Personal information
- Full name: Steven Charles Furniss
- Nickname: "Steve"
- National team: United States
- Born: December 21, 1952 (age 73) Madison, Wisconsin, U.S.
- Height: 6 ft 4 in (193 cm)
- Weight: 176 lb (80 kg)

Sport
- Sport: Swimming
- Strokes: Individual medley
- Club: Philips 66 Long Beach Swim Club
- College team: University of Southern California
- Coach: Don Gambril Philips 66 Peter Daland USC

Medal record
Representing the United States
Olympic Games
| Bronze medal – third place | 1972 Munich | 200 m medley |
World Championships (LC)
| Silver medal – second place | 1975 Cali | 200 m medley |
Pan American Games
| Gold medal – first place | 1971 Cali | 200 m medley |
| Gold medal – first place | 1971 Cali | 400 m medley |
| Gold medal – first place | 1975 Mexico City | 200 m medley |
| Gold medal – first place | 1975 Mexico City | 400 m medley |
Universiade
| Silver medal – second place | 1973 Moscow | 200 m backstroke |
| Silver medal – second place | 1973 Moscow | 400 m medley |
| Silver medal – second place | 1973 Moscow | 4×200 m freestyle |

= Steve Furniss =

American swimmer (born 1952)

Steven Charles Furniss (born December 21, 1952) is an American former swimmer, business owner, Olympic bronze medalist and world record-holder.

Steve was born to Mr. and Mrs. William Furniss Senior in December 1952, in Madison, Wisconsin. After a move, he attended Foothill High School in Santa Ana, California and lived on Sanderstead Road. At Foothill High he broke conference records on the Varsity Swim Squad by his Junior year, and excelled on the water polo and golf teams, graduating in June 1971.

Around 1958, Steve, around only five or six, began swimming with the Phillips 66 Long Beach Swim Team which for a period of time in the late 60's and early 70's was managed by the skilled Olympic and Hall of Fame Coach Don Gambril and skilled coach Ralph "Flip" Darr.

==High School swimming==
In November 1968, while playing for Foothill High School's Varsity Water Polo Team, he scored six goals and led the team to the League Championships of the California Interscholastic Federation. In May 1968, he was nominated for a "Knight of the Year" Award, and received two California Interscholastic gold medals for his participation on the Golf Team.
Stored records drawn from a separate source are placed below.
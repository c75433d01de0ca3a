//! Router assembly.
//!
//! SYSTEM CONTEXT
//! ==============
//! This module binds the queue API, the websocket endpoint, and the static
//! view pages under a single Axum router. The Display and Operator pages are
//! served as plain files at `/`; everything dynamic lives under `/api`.

pub mod queue;
pub mod ws;

use std::path::PathBuf;

use axum::Router;
use axum::http::StatusCode;
use axum::routing::{get, post};
use tower_http::cors::{Any, CorsLayer};
use tower_http::services::ServeDir;

use crate::state::AppState;

pub fn app(state: AppState) -> Router {
    let cors = CorsLayer::new()
        .allow_origin(Any)
        .allow_methods(Any)
        .allow_headers(Any);

    let site = ServeDir::new(site_dir()).append_index_html_on_directories(true);

    Router::new()
        .route("/api/queue", get(queue::get_queue).patch(queue::patch_queue))
        .route("/api/queue/advance", post(queue::advance_queue))
        .route("/api/queue/rewind", post(queue::rewind_queue))
        .route("/api/ws", get(ws::handle_ws))
        .route("/healthz", get(healthz))
        .layer(cors)
        .with_state(state)
        .fallback_service(site)
}

/// Resolve the directory holding the Display and Operator pages.
fn site_dir() -> PathBuf {
    std::env::var("LOKET_SITE_DIR")
        .map(PathBuf::from)
        .unwrap_or_else(|_| PathBuf::from(env!("CARGO_MANIFEST_DIR")).join("site"))
}

async fn healthz() -> StatusCode {
    StatusCode::OK
}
===Early swimming achievements===
As a Sophomore, Steve was rated 16th in the World in the 200 Meter backstroke long course. By his Junior year in High School, Steve held school records in the 100-yard Back and Breaststroke. His High School Coach Tom DeLong was one of winningest high school coaches in the California Interscholastic Federation, amassing a record of 190-16-1, and winning 14 league championships, and 4 California Interscholastic (State) titles from 1966-1984. DeLong considered Steve one of the top five or six high school swimmers in the nation, expecting him to make the All-American team with his best events the 200-yard individual medley, and the 400-yard freestyle, where he held the record in the Southern Section of his CIF conference. Steve's brother, Bruce Furniss who also held many Foothill swimming records, was a two-time gold medalist in the '76 Olympics.

===National AAU meets===
At the National AAU Meet in August 1969 as a Sophomore, Steve swam the 100 and 200 meter backstroke events, and the 200 and 400 Individual Medley events. In late August 1970, Steve also competed with the Philips 66 team in the National AAU Swimming Championship in Los Angeles, where he qualified for the finals, placing sixth with a time of 4:44.94. Apparently, Steve's times would improve.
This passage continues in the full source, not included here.